Climate skeptics often argue that natural variability is the main cause of changing change, and accuse some climate scientists of manipulating data, pointing to the so-called "Climategate" case involving hacked emails between climate scientists. Independent inquiries have found no wrong-doing by the scientists.
Climate skeptics' 'orthodoxy'
"This is now to the point where anyone who is prominent in the Republican Party who has the temerity to assert the reality of the science is considered foolish politically for straying from this orthodoxy," Gore said.
He said this year's violent and expensive U.S. weather should be enough to convince anyone. But in case it is not, he is launching a new campaign called The Climate Reality Project, kicking off with "24 Hours of Reality" to be presented in 13 languages and a presentation for each time zone.

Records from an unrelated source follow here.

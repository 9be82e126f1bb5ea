use axum::{
    async_trait,
    extract::FromRequestParts,
    http::{header::AUTHORIZATION, request::Parts, HeaderMap},
};
use thiserror::Error;
use tracing::warn;
use uuid::Uuid;

use crate::{
    auth::{
        claims::{AdminRole, PrincipalKind},
        jwt::AuthError,
        membership::{self, Membership},
        repo_types::Admin,
    },
    error::{ApiError, ErrorKind},
    state::AppState,
};

#[derive(Debug, Error, PartialEq, Eq)]
pub enum BearerError {
    #[error("missing Authorization header")]
    Missing,
    #[error("Authorization header is not a bearer token")]
    Malformed,
}

/// Pulls the token out of `Authorization: Bearer <token>`.
pub fn bearer_token(headers: &HeaderMap) -> Result<&str, BearerError> {
    let raw = headers
        .get(AUTHORIZATION)
        .ok_or(BearerError::Missing)?
        .to_str()
        .map_err(|_| BearerError::Malformed)?;

    let token = raw
        .strip_prefix("Bearer ")
        .or_else(|| raw.strip_prefix("bearer "))
        .ok_or(BearerError::Malformed)?
        .trim();

    if token.is_empty() {
        return Err(BearerError::Malformed);
    }
    Ok(token)
}

fn retrieve_rejection(scope: &str, reason: BearerError) -> ApiError {
    warn!(%reason, "no bearer token");
    ApiError::new(
        ErrorKind::AuthRequired,
        format!("{scope}.retrieve_token"),
        "authentication required",
        reason.to_string(),
    )
}

fn invalid_token(scope: &str, reason: AuthError) -> ApiError {
    warn!(%reason, "token refused");
    ApiError::new(
        ErrorKind::InvalidToken,
        format!("{scope}.invalid_token"),
        "authentication failed",
        "invalid or expired token",
    )
}

/// A verified user. Holds the account id from the token subject.
#[derive(Debug, Clone, Copy)]
pub struct AuthUser(pub Uuid);

#[async_trait]
impl FromRequestParts<AppState> for AuthUser {
    type Rejection = ApiError;

    async fn from_request_parts(
        parts: &mut Parts,
        state: &AppState,
    ) -> Result<Self, Self::Rejection> {
        const SCOPE: &str = "authentication";
        let token =
            bearer_token(&parts.headers).map_err(|e| retrieve_rejection(SCOPE, e))?;
        let claims = state
            .tokens
            .verify(token, PrincipalKind::User)
            .map_err(|e| invalid_token(SCOPE, e))?;
        Ok(AuthUser(claims.sub))
    }
}

/// A verified admin whose account still exists.
#[derive(Debug, Clone)]
pub struct AuthAdmin {
    pub admin: Admin,
    pub role: AdminRole,
}

impl AuthAdmin {
    pub fn require_super(&self) -> Result<(), ApiError> {
        if self.role == AdminRole::Super && self.admin.is_super {
            return Ok(());
        }
        warn!(admin_id = %self.admin.id, "super admin required");
        Err(ApiError::forbidden(
            "admin.authorization.require_super",
            "insufficient privileges",
            "super admin role required",
        ))
    }
}

#[async_trait]
impl FromRequestParts<AppState> for AuthAdmin {
    type Rejection = ApiError;

    async fn from_request_parts(
        parts: &mut Parts,
        state: &AppState,
    ) -> Result<Self, Self::Rejection> {
        const SCOPE: &str = "admin.authentication";
        let token =
            bearer_token(&parts.headers).map_err(|e| retrieve_rejection(SCOPE, e))?;
        let claims = state
            .tokens
            .verify(token, PrincipalKind::Admin)
            .map_err(|e| invalid_token(SCOPE, e))?;

        let admin = state
            .admins
            .find_by_id(claims.sub)
            .await
            .map_err(|e| {
                ApiError::upstream("admin.authentication.find_admin", "authentication failed", e)
            })?
            .ok_or_else(|| {
                warn!(admin_id = %claims.sub, "token for deleted admin");
                invalid_token(SCOPE, AuthError::MalformedToken)
            })?;

        // Claims are checked by shape_matches, so an admin token always carries a role.
        let role = claims.role.unwrap_or(AdminRole::Admin);
        Ok(AuthAdmin { admin, role })
    }
}

#[async_trait]
impl FromRequestParts<AppState> for Membership {
    type Rejection = ApiError;

    async fn from_request_parts(
        parts: &mut Parts,
        state: &AppState,
    ) -> Result<Self, Self::Rejection> {
        membership::resolve(&state.tokens, state.profiles.as_ref(), &parts.headers)
            .await
            .map_err(|e| {
                ApiError::upstream("membership.find_recruiter", "failed to resolve membership", e)
            })
    }
}
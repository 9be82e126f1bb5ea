use axum::{
    routing::{get, post},
    Router,
};

use crate::state::AppState;

pub mod claims;
pub mod dto;
pub mod extractors;
pub mod handlers;
pub mod ids;
pub mod jwt;
pub mod membership;
pub mod ownership;
pub mod password;
pub mod repo;
pub mod repo_types;

pub fn router() -> Router<AppState> {
    Router::new()
        .route("/health", get(handlers::health))
        .route("/sign-up", post(handlers::sign_up))
        .route("/login", post(handlers::login))
        .route("/verify/:user_id/:code", get(handlers::verify_email))
        .route("/count", get(handlers::count))
        .route("/me", get(handlers::me))
}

Visible online at http://climaterealityproject.org
, the venture is to start at 8 p.m. EDT Wednesday with streaming video each hour from different locations, from New York
. The first presentation is set to come from Mexico City
Gore said he has no doubt that massive floods in Pakistan, Australia and along the Mississippi River, heat waves and droughts in Russia and Texas, and other severe weather events are related to human-influenced climate change.
"The deniers claim that it's some kind of hoax and that the global scientific community is lying to people," he said. "It's not a hoax, it's high school physics."
In a reference to the Tea Party movement and other U.S. conservatives who favor anti-tax crusader Grover Norquist's notion of shrinking the federal government "to the size where we can drown it in the bathtub," Gore warned of the consequences of accepting "alternative to reality pushed by carbon polluters and their ideological allies in the drown-the-government-in-the-bathtub crowd."
An honor to be attacked
But he said not all mainstream Republicans are doubtful about climate change and noted a long bipartisan tradition of environmental protection, from Teddy Roosevelt to Richard Nixon.
Gore said the difference now is the amount of money required to run a U.S. political campaign, as well as the global nature of climate change.
Gore acknowledges that he is often the public figure climate skeptics love to attack.
"That's an honor because there's a long tradition of people who hate a particular message choosing to attack anyone who serves as a messenger delivering that message. And I don't take that personally."